==== EXTRACTED INFORMATION ====
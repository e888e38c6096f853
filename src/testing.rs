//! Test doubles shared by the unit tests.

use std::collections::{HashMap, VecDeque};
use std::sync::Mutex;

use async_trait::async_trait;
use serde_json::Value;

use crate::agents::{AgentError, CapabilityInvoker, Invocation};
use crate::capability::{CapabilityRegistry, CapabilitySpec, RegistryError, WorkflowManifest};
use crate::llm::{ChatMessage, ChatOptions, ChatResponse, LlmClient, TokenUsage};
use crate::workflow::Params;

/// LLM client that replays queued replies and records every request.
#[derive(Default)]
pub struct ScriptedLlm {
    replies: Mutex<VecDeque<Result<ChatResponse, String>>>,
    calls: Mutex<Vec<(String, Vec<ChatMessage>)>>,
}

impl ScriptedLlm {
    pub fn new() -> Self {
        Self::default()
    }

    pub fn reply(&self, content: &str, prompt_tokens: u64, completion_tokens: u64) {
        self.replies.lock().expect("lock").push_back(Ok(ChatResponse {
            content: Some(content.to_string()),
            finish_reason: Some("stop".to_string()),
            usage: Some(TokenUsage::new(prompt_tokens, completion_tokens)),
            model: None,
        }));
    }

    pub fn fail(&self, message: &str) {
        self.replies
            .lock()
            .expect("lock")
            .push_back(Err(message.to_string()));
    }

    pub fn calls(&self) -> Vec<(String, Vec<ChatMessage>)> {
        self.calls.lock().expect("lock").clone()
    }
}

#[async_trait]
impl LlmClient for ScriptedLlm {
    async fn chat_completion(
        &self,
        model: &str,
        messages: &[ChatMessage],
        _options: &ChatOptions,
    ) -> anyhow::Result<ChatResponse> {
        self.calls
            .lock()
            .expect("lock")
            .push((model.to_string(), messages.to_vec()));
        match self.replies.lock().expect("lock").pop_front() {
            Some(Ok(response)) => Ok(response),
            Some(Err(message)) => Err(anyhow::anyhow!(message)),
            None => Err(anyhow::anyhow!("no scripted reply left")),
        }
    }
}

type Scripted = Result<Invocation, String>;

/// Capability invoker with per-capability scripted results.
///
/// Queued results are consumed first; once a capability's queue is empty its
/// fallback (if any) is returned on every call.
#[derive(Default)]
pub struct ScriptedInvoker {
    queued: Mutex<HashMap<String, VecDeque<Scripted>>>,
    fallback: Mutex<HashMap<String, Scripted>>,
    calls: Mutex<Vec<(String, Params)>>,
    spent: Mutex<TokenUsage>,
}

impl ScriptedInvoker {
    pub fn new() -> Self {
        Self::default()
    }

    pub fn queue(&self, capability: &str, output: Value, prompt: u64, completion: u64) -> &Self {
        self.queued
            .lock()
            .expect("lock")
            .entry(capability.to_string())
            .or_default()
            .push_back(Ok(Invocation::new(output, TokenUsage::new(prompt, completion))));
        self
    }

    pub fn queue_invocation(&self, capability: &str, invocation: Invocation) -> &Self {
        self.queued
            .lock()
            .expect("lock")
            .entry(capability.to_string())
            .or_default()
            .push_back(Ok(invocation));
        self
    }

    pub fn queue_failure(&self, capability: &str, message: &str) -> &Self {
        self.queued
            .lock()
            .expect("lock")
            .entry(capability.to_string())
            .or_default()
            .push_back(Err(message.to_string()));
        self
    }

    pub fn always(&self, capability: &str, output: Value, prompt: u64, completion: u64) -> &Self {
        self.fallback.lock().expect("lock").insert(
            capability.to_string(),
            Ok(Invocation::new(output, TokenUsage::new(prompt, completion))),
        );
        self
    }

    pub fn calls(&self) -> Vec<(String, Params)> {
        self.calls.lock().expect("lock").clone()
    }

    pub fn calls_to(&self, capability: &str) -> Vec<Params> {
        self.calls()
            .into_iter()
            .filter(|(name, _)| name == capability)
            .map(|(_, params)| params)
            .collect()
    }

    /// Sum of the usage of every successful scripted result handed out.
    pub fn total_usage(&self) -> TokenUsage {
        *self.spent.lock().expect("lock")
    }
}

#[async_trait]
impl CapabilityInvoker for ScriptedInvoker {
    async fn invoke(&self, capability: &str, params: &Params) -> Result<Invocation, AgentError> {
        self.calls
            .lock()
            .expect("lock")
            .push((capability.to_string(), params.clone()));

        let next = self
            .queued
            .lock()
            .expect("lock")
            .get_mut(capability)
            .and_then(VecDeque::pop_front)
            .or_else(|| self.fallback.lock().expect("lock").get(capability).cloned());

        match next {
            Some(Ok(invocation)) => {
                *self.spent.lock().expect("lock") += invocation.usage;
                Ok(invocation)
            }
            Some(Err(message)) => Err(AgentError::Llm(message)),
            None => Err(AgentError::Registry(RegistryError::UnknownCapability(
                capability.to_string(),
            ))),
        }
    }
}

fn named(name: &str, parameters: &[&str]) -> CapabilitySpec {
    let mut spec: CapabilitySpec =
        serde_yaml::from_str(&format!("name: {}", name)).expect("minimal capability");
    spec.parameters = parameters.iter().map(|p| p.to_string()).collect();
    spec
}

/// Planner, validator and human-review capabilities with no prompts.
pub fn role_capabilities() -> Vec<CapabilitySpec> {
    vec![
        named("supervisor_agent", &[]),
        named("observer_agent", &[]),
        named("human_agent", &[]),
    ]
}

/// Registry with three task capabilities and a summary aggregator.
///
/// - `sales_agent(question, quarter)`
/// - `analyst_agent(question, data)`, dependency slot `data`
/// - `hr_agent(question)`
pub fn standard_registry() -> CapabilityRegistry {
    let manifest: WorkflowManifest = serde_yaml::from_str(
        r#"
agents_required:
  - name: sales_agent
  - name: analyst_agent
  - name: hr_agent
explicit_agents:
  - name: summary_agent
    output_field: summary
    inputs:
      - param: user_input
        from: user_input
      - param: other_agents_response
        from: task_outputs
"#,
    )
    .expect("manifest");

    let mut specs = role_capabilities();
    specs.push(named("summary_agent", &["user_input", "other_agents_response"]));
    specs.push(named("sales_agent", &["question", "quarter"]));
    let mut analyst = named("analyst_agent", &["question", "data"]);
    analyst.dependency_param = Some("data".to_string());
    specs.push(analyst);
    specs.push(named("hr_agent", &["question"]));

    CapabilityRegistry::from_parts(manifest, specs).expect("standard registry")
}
====
==== EXTRACTED INFORMATION ====
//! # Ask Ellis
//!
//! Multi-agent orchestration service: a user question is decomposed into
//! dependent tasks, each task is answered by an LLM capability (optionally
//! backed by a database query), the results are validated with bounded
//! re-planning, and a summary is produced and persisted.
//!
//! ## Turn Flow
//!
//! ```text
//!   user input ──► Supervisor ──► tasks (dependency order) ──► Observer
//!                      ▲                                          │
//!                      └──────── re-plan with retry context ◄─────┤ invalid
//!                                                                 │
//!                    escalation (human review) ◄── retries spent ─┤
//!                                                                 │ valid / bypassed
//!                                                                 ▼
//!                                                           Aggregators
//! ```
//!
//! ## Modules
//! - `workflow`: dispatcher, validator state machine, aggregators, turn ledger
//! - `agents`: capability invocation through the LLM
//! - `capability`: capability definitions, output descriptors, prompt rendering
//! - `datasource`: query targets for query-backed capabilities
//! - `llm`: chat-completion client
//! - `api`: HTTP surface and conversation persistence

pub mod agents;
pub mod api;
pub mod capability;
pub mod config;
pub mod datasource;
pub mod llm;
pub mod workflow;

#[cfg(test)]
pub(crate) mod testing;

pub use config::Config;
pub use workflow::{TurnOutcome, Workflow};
====
TASK
What belongs in the answer is each line of the data that has the word "crate".

COMPLETED EXERCISE
use crate::agents::{AgentError, CapabilityInvoker, Invocation};
use crate::capability::{CapabilityRegistry, CapabilitySpec, RegistryError, WorkflowManifest};
use crate::llm::{ChatMessage, ChatOptions, ChatResponse, LlmClient, TokenUsage};
use crate::workflow::Params;
pub(crate) mod testing;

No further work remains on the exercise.